St. Augustine tells us that a sacrifice it an act of entirely
submitting the self to God. That was what Jesus did at the Last Supper. The
table-prayer that Jesus offered as part of the Last Supper was a sacrificial
prayer.
That prayer was known as the Berakah, and it had three
parts.
At the First Part of the Last Supper’s Berakah, Jesus asked
the diners to join him in recalling the favors they had received from God.

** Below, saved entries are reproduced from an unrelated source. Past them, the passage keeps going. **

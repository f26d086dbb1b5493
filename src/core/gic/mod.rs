// SPDX-License-Identifier: Apache-2.0
// Copyright 2025 itsakeyfut
//
// Licensed under the Apache License, Version 2.0 (the "License");
// you may not use this file except in compliance with the License.
// You may obtain a copy of the License at
//
//     http://www.apache.org/licenses/LICENSE-2.0
//
// Unless required by applicable law or agreed to in writing, software
// distributed under the License is distributed on an "AS IS" BASIS,
// WITHOUT WARRANTIES OR CONDITIONS OF ANY KIND, either express or implied.
// See the License for the specific language governing permissions and
// limitations under the License.

//! MIPS Global Interrupt Controller (GIC)
//!
//! The GIC routes up to 256 external interrupt sources to (VPE, pin) pairs
//! and gives every VPE a local compare timer running off one shared 100 MHz
//! counter.
//!
//! ## Routing
//!
//! Each source has an enable bit, a pending bit and a routing pair
//! (`map_vpe`, `map_pin`). GIC pin `n` of a VPE drives CPU interrupt input
//! `n + 2` (Cause.IP2 upwards). Several sources may share one pin; the pin
//! level is the OR of every enabled source mapped there plus the VPE's
//! compare interrupt when it is routed to the same pin and unmasked.
//!
//! ## Local Timers
//!
//! The shared counter is stored lazily: `sh_counterlo` is a base value and
//! the live count is `sh_counterlo + now / 10ns`. Each VPE timer is a
//! deadline for the moment the live count reaches that VPE's COMPARE_LO.
//!
//! ## Register Access
//!
//! See [`registers`] for the layout. Every access names the requesting CPU
//! so that the VPE-local block can be banked.
//!
//! # Example
//!
//! ```
//! use mipsmt::core::gic::{registers::*, Gic, GicConfig};
//! use mipsmt::core::interrupt::InterruptLines;
//! use mipsmt::core::timing::VirtualClock;
//! use std::rc::Rc;
//!
//! let clock = Rc::new(VirtualClock::new());
//! let lines = InterruptLines::shared(1);
//! let mut gic = Gic::new(GicConfig::default(), clock, lines.clone()).unwrap();
//!
//! // Route source 3 to VPE 0, pin 1 and enable it
//! gic.write(0, GIC_SH_MAP0_PIN_OFS + 3 * 4, 4, (GIC_MAP_TO_PIN_MSK | 1) as u64);
//! gic.write(0, GIC_SH_MAP0_VPE31_0_OFS + 3 * 0x20, 4, 1);
//! gic.write(0, GIC_SH_SMASK_31_0_OFS, 4, 1 << 3);
//!
//! gic.set_irq(3, true);
//! assert!(lines.borrow().level(0, 1 + GIC_CPU_PIN_OFFSET));
//! ```

mod access;
pub mod registers;
mod timer;

#[cfg(test)]
mod tests;

use crate::core::error::{EmulatorError, Result};
use crate::core::interrupt::{pins, SharedInterruptLines};
use crate::core::memory::MmioDevice;
use crate::core::timing::{LocalTimer, VirtualClock};
use registers::*;
use serde::{Deserialize, Serialize};
use std::rc::Rc;

/// GIC construction parameters
#[derive(Debug, Clone, Copy, PartialEq, Eq, Serialize, Deserialize)]
#[serde(default)]
pub struct GicConfig {
    /// Number of VPEs served (at most [`GIC_MAX_VPS`])
    pub num_cpu: usize,
    /// Number of interrupt sources (at most [`GIC_MAX_INTRS`])
    pub num_irq: usize,
}

impl Default for GicConfig {
    fn default() -> Self {
        Self {
            num_cpu: 1,
            num_irq: GIC_MAX_INTRS,
        }
    }
}

impl GicConfig {
    /// Check the limits the hardware model can represent
    pub fn validate(&self) -> Result<()> {
        if self.num_cpu > GIC_MAX_VPS {
            return Err(EmulatorError::TooManyCpus {
                got: self.num_cpu,
                max: GIC_MAX_VPS,
            });
        }
        if self.num_cpu == 0 {
            return Err(EmulatorError::NoCpus);
        }
        if self.num_irq > GIC_MAX_INTRS {
            return Err(EmulatorError::TooManyIrqs {
                got: self.num_irq,
                max: GIC_MAX_INTRS,
            });
        }
        Ok(())
    }
}

/// State of one interrupt source
#[derive(Debug, Clone, Copy, PartialEq, Eq, Serialize, Deserialize)]
pub struct InterruptSource {
    pub enabled: bool,
    pub pending: bool,
    pub polarity: bool,
    pub trigger_type: bool,
    pub dual_edge: bool,
    /// Raw SH_MAP<n>_PIN value: pin number plus routing flags
    pub map_pin: u32,
    /// Target VPE, `None` when unmapped
    pub map_vpe: Option<usize>,
}

impl Default for InterruptSource {
    fn default() -> Self {
        Self {
            enabled: false,
            pending: false,
            polarity: false,
            trigger_type: false,
            dual_edge: false,
            map_pin: GIC_MAP_TO_NMI_MSK,
            map_vpe: None,
        }
    }
}

impl InterruptSource {
    /// Output pin selected by the map register
    #[inline]
    pub fn pin(&self) -> u32 {
        self.map_pin & GIC_MAP_MSK
    }
}

/// Per-VPE register bank and local timer
#[derive(Debug, Clone, PartialEq, Eq, Serialize, Deserialize)]
pub struct VpeState {
    pub ctl: u32,
    pub pend: u32,
    pub mask: u32,
    pub wd_map: u32,
    pub compare_map: u32,
    pub timer_map: u32,
    pub comparelo: u32,
    pub comparehi: u32,
    /// VPE addressed by this VPE's "other" register block
    pub other_addr: usize,
    pub timer: LocalTimer,
}

impl Default for VpeState {
    fn default() -> Self {
        Self {
            ctl: 0,
            pend: 0,
            mask: 0,
            wd_map: GIC_MAP_TO_NMI_MSK,
            compare_map: GIC_MAP_TO_PIN_MSK | GIC_DEFAULT_LOCAL_PIN,
            timer_map: GIC_MAP_TO_PIN_MSK | GIC_DEFAULT_LOCAL_PIN,
            comparelo: 0,
            comparehi: 0,
            other_addr: 0,
            timer: LocalTimer::new(),
        }
    }
}

impl VpeState {
    /// Whether the local compare interrupt is pending and unmasked
    #[inline]
    fn compare_asserted(&self) -> bool {
        self.pend & self.mask & GIC_VPE_MASK_CMP_MSK != 0
    }
}

/// Serializable GIC register state
#[derive(Debug, Clone, PartialEq, Eq, Serialize, Deserialize)]
pub struct GicState {
    pub sh_config: u32,
    pub sh_counterlo: u32,
    pub irq_state: Vec<InterruptSource>,
    pub vps: Vec<VpeState>,
}

/// Global Interrupt Controller
pub struct Gic {
    num_cpu: usize,
    num_irq: usize,
    sh_config: u32,
    sh_counterlo: u32,
    irq_state: Vec<InterruptSource>,
    vps: Vec<VpeState>,
    clock: Rc<VirtualClock>,
    lines: SharedInterruptLines,
}

impl Gic {
    /// Create and reset a GIC
    ///
    /// Every VPE needs a CPU on the interrupt line fabric; a fabric with
    /// fewer CPUs than `num_cpu` is a configuration error.
    ///
    /// # Errors
    ///
    /// Returns a configuration error if `num_cpu`/`num_irq` exceed the
    /// hardware limits or a VPE has no CPU to drive.
    pub fn new(
        config: GicConfig,
        clock: Rc<VirtualClock>,
        lines: SharedInterruptLines,
    ) -> Result<Self> {
        config.validate()?;

        let registered = lines.borrow().num_cpus();
        if registered < config.num_cpu {
            return Err(EmulatorError::CpuNotRegistered(registered));
        }

        let mut gic = Self {
            num_cpu: config.num_cpu,
            num_irq: config.num_irq,
            sh_config: 0,
            sh_counterlo: 0,
            irq_state: vec![InterruptSource::default(); config.num_irq],
            vps: vec![VpeState::default(); config.num_cpu],
            clock,
            lines,
        };
        gic.reset();

        log::debug!(
            "GIC created: {} VPEs, {} interrupt sources",
            gic.num_cpu,
            gic.num_irq
        );
        Ok(gic)
    }

    /// Hardware reset
    ///
    /// The shared counter comes out of reset stopped, so all local timers
    /// are idle until software clears COUNTSTOP.
    pub fn reset(&mut self) {
        let numintrs = (self.num_irq / 8).saturating_sub(1) as u32;

        self.sh_config = GIC_SH_CONFIG_COUNTSTOP_MSK
            | (numintrs << GIC_SH_CONFIG_NUMINTRS_SHF)
            | self.num_cpu as u32;
        self.sh_counterlo = 0;

        self.vps.iter_mut().for_each(|vp| *vp = VpeState::default());
        self.irq_state
            .iter_mut()
            .for_each(|source| *source = InterruptSource::default());

        let mut lines = self.lines.borrow_mut();
        for vp in 0..self.num_cpu {
            for pin in pins::GIC_BASE..pins::COUNT {
                lines.lower(vp, pin);
            }
        }
    }

    /// Drive interrupt source `n` to `level`
    ///
    /// Called when an upstream device toggles a GIC input. The pending bit
    /// is updated even for disabled sources; the output pin is recomputed
    /// only when the source is mapped to a VPE.
    pub fn set_irq(&mut self, n: usize, level: bool) {
        let Some(source) = self.irq_state.get_mut(n) else {
            log::warn!("GIC set_irq for unknown source {}", n);
            return;
        };
        source.pending = level;

        log::trace!("GIC source {} -> {}", n, level);
        self.refresh_source(n);
    }

    /// Recompute the output pin a source is routed to
    ///
    /// Disabled sources never raise their pin; lowering always goes through
    /// the OR scan so siblings keep the pin asserted.
    fn refresh_source(&mut self, n: usize) {
        let source = self.irq_state[n];
        if let Some(vpe) = source.map_vpe.filter(|&vpe| vpe < self.num_cpu) {
            self.set_vp_irq(vpe, source.pin(), source.enabled && source.pending);
        }
    }

    /// Change the routing of source `n`, moving its contribution along
    fn remap_source(&mut self, n: usize, remap: impl FnOnce(&mut InterruptSource)) {
        let Some(source) = self.irq_state.get_mut(n) else {
            return;
        };
        let (old_vpe, old_pin) = (source.map_vpe, source.pin());
        remap(source);

        if let Some(vpe) = old_vpe.filter(|&vpe| vpe < self.num_cpu) {
            self.set_vp_irq(vpe, old_pin, false);
        }
        self.refresh_source(n);
    }

    /// Update the output level of one (VPE, pin) pair
    ///
    /// A raised level goes straight out. A lowered level is only propagated
    /// if no other enabled source mapped to the pair is pending and the
    /// local compare interrupt is not asserted on it.
    fn set_vp_irq(&mut self, vpe: usize, pin: u32, level: bool) {
        let mut ored_level = level;

        if !ored_level {
            ored_level = self.irq_state.iter().any(|source| {
                source.enabled && source.pending && source.map_vpe == Some(vpe) && source.pin() == pin
            });

            let vp = &self.vps[vpe];
            if vp.compare_map & GIC_MAP_MSK == pin && vp.compare_asserted() {
                ored_level = true;
            }
        }

        self.lines
            .borrow_mut()
            .set_level(vpe, pin as usize + GIC_CPU_PIN_OFFSET, ored_level);
    }

    /// VPE index addressed by an access from CPU `cpu`
    ///
    /// A single-VPE GIC ignores the requester.
    #[inline]
    fn current_vp(&self, cpu: usize) -> usize {
        if self.num_cpu > 1 {
            cpu
        } else {
            0
        }
    }

    pub fn num_cpu(&self) -> usize {
        self.num_cpu
    }

    pub fn num_irq(&self) -> usize {
        self.num_irq
    }

    pub fn sh_config(&self) -> u32 {
        self.sh_config
    }

    /// Interrupt source `n`, if it exists
    pub fn source(&self, n: usize) -> Option<&InterruptSource> {
        self.irq_state.get(n)
    }

    /// Register bank of VPE `vp`, if it exists
    pub fn vpe(&self, vp: usize) -> Option<&VpeState> {
        self.vps.get(vp)
    }

    /// Capture the register state for a save state
    pub fn snapshot(&self) -> GicState {
        GicState {
            sh_config: self.sh_config,
            sh_counterlo: self.sh_counterlo,
            irq_state: self.irq_state.clone(),
            vps: self.vps.clone(),
        }
    }

    /// Restore register state captured by [`Gic::snapshot`]
    ///
    /// # Errors
    ///
    /// Fails if the snapshot was taken from a GIC of a different size.
    pub fn restore(&mut self, state: &GicState) -> Result<()> {
        if state.irq_state.len() != self.num_irq || state.vps.len() != self.num_cpu {
            return Err(EmulatorError::SaveStateMismatch(format!(
                "GIC has {} VPEs/{} sources, snapshot has {}/{}",
                self.num_cpu,
                self.num_irq,
                state.vps.len(),
                state.irq_state.len()
            )));
        }
        self.sh_config = state.sh_config;
        self.sh_counterlo = state.sh_counterlo;
        self.irq_state = state.irq_state.clone();
        self.vps = state.vps.clone();
        Ok(())
    }
}

impl MmioDevice for Gic {
    fn size(&self) -> u64 {
        GIC_ADDRSPACE_SZ
    }

    fn read(&mut self, cpu: usize, offset: u64, size: u32) -> u64 {
        Gic::read(self, cpu, offset, size)
    }

    fn write(&mut self, cpu: usize, offset: u64, size: u32, value: u64) {
        Gic::write(self, cpu, offset, size, value)
    }

    fn name(&self) -> &str {
        "mips-gic"
    }
}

As the Second Part of the Last Supper’s Berakah, Jesus asked
the Holy Spirit to come upon the diners to unite them with him and with each
other. As well, it asked him to inspire them to offer complete obedience to
God.
At the Third Part of
the Berakah Jesus gave his body and blood to the diners so that they could be
physically as well as mentally united with him in as they offered themselves to
God as one Pleasing Gift, or Eucharist.
This Berakah is repeated at the Mass, and to receive its
full benefit, we must join Jesus in subjecting ourselves completely to God as
part of the same Pleasing Gift.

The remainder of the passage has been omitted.